◆ What to produce
List each line of the data that holds the word "super".

◆ Data shown
Content starts
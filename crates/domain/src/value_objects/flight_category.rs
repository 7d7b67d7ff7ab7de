//! Flight category value object
//!
//! Categorizes conditions by ceiling and visibility into the four
//! classes used for flight planning.
//!
//! # Examples
//!
//! ```
//! use domain::value_objects::{Ceiling, FlightCategory};
//!
//! assert_eq!(FlightCategory::from_conditions(Ceiling::new(3500), 6.0), FlightCategory::Vfr);
//! assert_eq!(FlightCategory::from_conditions(Ceiling::new(700), 2.0), FlightCategory::Ifr);
//! assert_eq!(FlightCategory::from_code("MVFR"), Some(FlightCategory::Mvfr));
//! assert_eq!(FlightCategory::from_code("mvfr"), None);
//! ```

use serde::{Deserialize, Serialize};
use std::fmt;

use super::Ceiling;

/// Flight category
#[derive(Debug, Clone, Copy, PartialEq, Eq, Hash, Serialize, Deserialize)]
#[serde(rename_all = "UPPERCASE")]
pub enum FlightCategory {
    /// Visual flight rules
    Vfr,
    /// Marginal VFR
    Mvfr,
    /// Instrument flight rules
    Ifr,
    /// Low IFR
    Lifr,
}

impl FlightCategory {
    /// The category abbreviation
    #[must_use]
    pub const fn code(&self) -> &'static str {
        match self {
            Self::Vfr => "VFR",
            Self::Mvfr => "MVFR",
            Self::Ifr => "IFR",
            Self::Lifr => "LIFR",
        }
    }

    /// Parse a category abbreviation exactly as reported
    ///
    /// Only the uppercase codes match; anything else is unknown.
    #[must_use]
    pub fn from_code(s: &str) -> Option<Self> {
        match s {
            "VFR" => Some(Self::Vfr),
            "MVFR" => Some(Self::Mvfr),
            "IFR" => Some(Self::Ifr),
            "LIFR" => Some(Self::Lifr),
            _ => None,
        }
    }

    /// Derive the category from ceiling and visibility
    ///
    /// Checks run in priority order: VFR, then MVFR, then IFR. Anything
    /// that matches none of them is LIFR.
    #[must_use]
    pub fn from_conditions(ceiling: Ceiling, visibility_statute_mi: f64) -> Self {
        let ceiling = ceiling.feet();
        let visibility = visibility_statute_mi;

        if ceiling > 3000 && visibility > 5.0 {
            Self::Vfr
        } else if (1000..3000).contains(&ceiling) || (3.0..5.0).contains(&visibility) {
            Self::Mvfr
        } else if (500..1000).contains(&ceiling) || (1.0..3.0).contains(&visibility) {
            Self::Ifr
        } else {
            Self::Lifr
        }
    }
}

impl fmt::Display for FlightCategory {
    fn fmt(&self, f: &mut fmt::Formatter<'_>) -> fmt::Result {
        write!(f, "{}", self.code())
    }
}
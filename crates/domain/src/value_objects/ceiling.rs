//! Ceiling value object
//!
//! # Examples
//!
//! ```
//! use domain::value_objects::{Ceiling, SkyCover, SkyLayer};
//!
//! let layers = [SkyLayer::new(SkyCover::Few, 1500), SkyLayer::new(SkyCover::Bkn, 3500)];
//! assert_eq!(Ceiling::from_sky(&layers, None).feet(), 3500);
//!
//! let clear = [SkyLayer::without_base(SkyCover::Clr)];
//! assert!(Ceiling::from_sky(&clear, None).is_unlimited());
//! ```

use serde::{Deserialize, Serialize};
use std::fmt;

use super::SkyLayer;

/// Height of the lowest broken or overcast layer, or of the vertical
/// visibility when the sky is obscured, in feet above ground level
#[derive(Debug, Clone, Copy, PartialEq, Eq, PartialOrd, Ord, Hash, Serialize, Deserialize)]
#[serde(transparent)]
pub struct Ceiling(u32);

impl Ceiling {
    /// Sentinel for "no ceiling"
    ///
    /// This is not a real altitude. The value is kept at 9999 so that the
    /// flight category thresholds treat it as unrestricted.
    pub const UNLIMITED: Self = Self(9999);

    /// Create a ceiling at the given height
    #[must_use]
    pub const fn new(feet: u32) -> Self {
        Self(feet)
    }

    /// Height in feet AGL
    #[must_use]
    pub const fn feet(self) -> u32 {
        self.0
    }

    /// Whether this is the "no ceiling" sentinel
    #[must_use]
    pub const fn is_unlimited(self) -> bool {
        self.0 == Self::UNLIMITED.0
    }

    /// Derive the ceiling from a sky layer list
    ///
    /// With more than one layer, the first broken or overcast layer with a
    /// base wins and vertical visibility is not consulted. With one layer
    /// (or none), a reported vertical visibility overrides the layer.
    #[must_use]
    pub fn from_sky(layers: &[SkyLayer], vertical_visibility_ft: Option<u32>) -> Self {
        if layers.len() <= 1 {
            if let Some(vv) = vertical_visibility_ft {
                return Self(vv);
            }
        }

        layers
            .iter()
            .find_map(SkyLayer::ceiling_base)
            .map_or(Self::UNLIMITED, Self)
    }
}

impl Default for Ceiling {
    fn default() -> Self {
        Self::UNLIMITED
    }
}

impl fmt::Display for Ceiling {
    fn fmt(&self, f: &mut fmt::Formatter<'_>) -> fmt::Result {
        write!(f, "{} ft", self.0)
    }
}
//! Weather-data port
//!
//! Defines the interface for retrieving aviation weather records.

use async_trait::async_trait;
use domain::{ReportKind, StationId, WeatherRecord};
#[cfg(test)]
use mockall::automock;

use crate::error::ApplicationError;

/// Default look-back window for weather queries, in hours
pub const DEFAULT_LOOKBACK_HOURS: u32 = 1;

/// Port for weather-data retrieval
///
/// Implementations issue the query against their data source and return
/// the most recent matching record. A station without data is not an
/// error: implementations return `Ok(None)` for it and reserve `Err` for
/// transport or parse failures.
#[cfg_attr(test, automock)]
#[async_trait]
pub trait WeatherDataPort: Send + Sync {
    /// Get the latest record of `kind` for `station` within the look-back window
    async fn query(
        &self,
        station: &StationId,
        kind: ReportKind,
        lookback_hours: u32,
    ) -> Result<Option<WeatherRecord>, ApplicationError>;
}
//! Report kind - Distinguishes current observations from forecasts

use serde::{Deserialize, Serialize};
use std::fmt;

/// Kind of aviation weather report
#[derive(Debug, Clone, Copy, PartialEq, Eq, Hash, Serialize, Deserialize)]
#[serde(rename_all = "lowercase")]
pub enum ReportKind {
    /// Current observation (METAR)
    Metar,
    /// Terminal aerodrome forecast (TAF)
    Taf,
}

impl ReportKind {
    /// Get the conventional report name
    #[must_use]
    pub const fn display_name(&self) -> &'static str {
        match self {
            Self::Metar => "METAR",
            Self::Taf => "TAF",
        }
    }
}

impl fmt::Display for ReportKind {
    fn fmt(&self, f: &mut fmt::Formatter<'_>) -> fmt::Result {
        write!(f, "{}", self.display_name())
    }
}
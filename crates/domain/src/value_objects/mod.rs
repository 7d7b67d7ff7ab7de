//! Value Objects - Immutable, identity-less domain primitives

mod ceiling;
mod flight_category;
mod report_kind;
mod sky;
mod station_id;
mod wind;

pub use ceiling::Ceiling;
pub use flight_category::FlightCategory;
pub use report_kind::ReportKind;
pub use sky::{SkyCover, SkyLayer};
pub use station_id::StationId;
pub use wind::Wind;
//! Port definitions for application layer
//!
//! Ports are interfaces that define how the application interacts with
//! external systems. Adapters in the infrastructure layer implement these ports.

mod chat_port;
mod weather_data_port;

#[cfg(test)]
pub use chat_port::MockChatPort;
pub use chat_port::{ChatPort, IncomingChatMessage, OutgoingChatMessage};
#[cfg(test)]
pub use weather_data_port::MockWeatherDataPort;
pub use weather_data_port::{DEFAULT_LOOKBACK_HOURS, WeatherDataPort};
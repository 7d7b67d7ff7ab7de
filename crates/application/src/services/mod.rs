//! Application services - Use case implementations

mod command_dispatcher;
pub mod report_formatter;

pub use command_dispatcher::{CommandDispatcher, DispatchSummary, DispatcherConfig};
pub use report_formatter::{DEFAULT_ICON_URL, ReportFormatter};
Content ends
◆ Result below
use super::Ceiling;
use super::SkyLayer;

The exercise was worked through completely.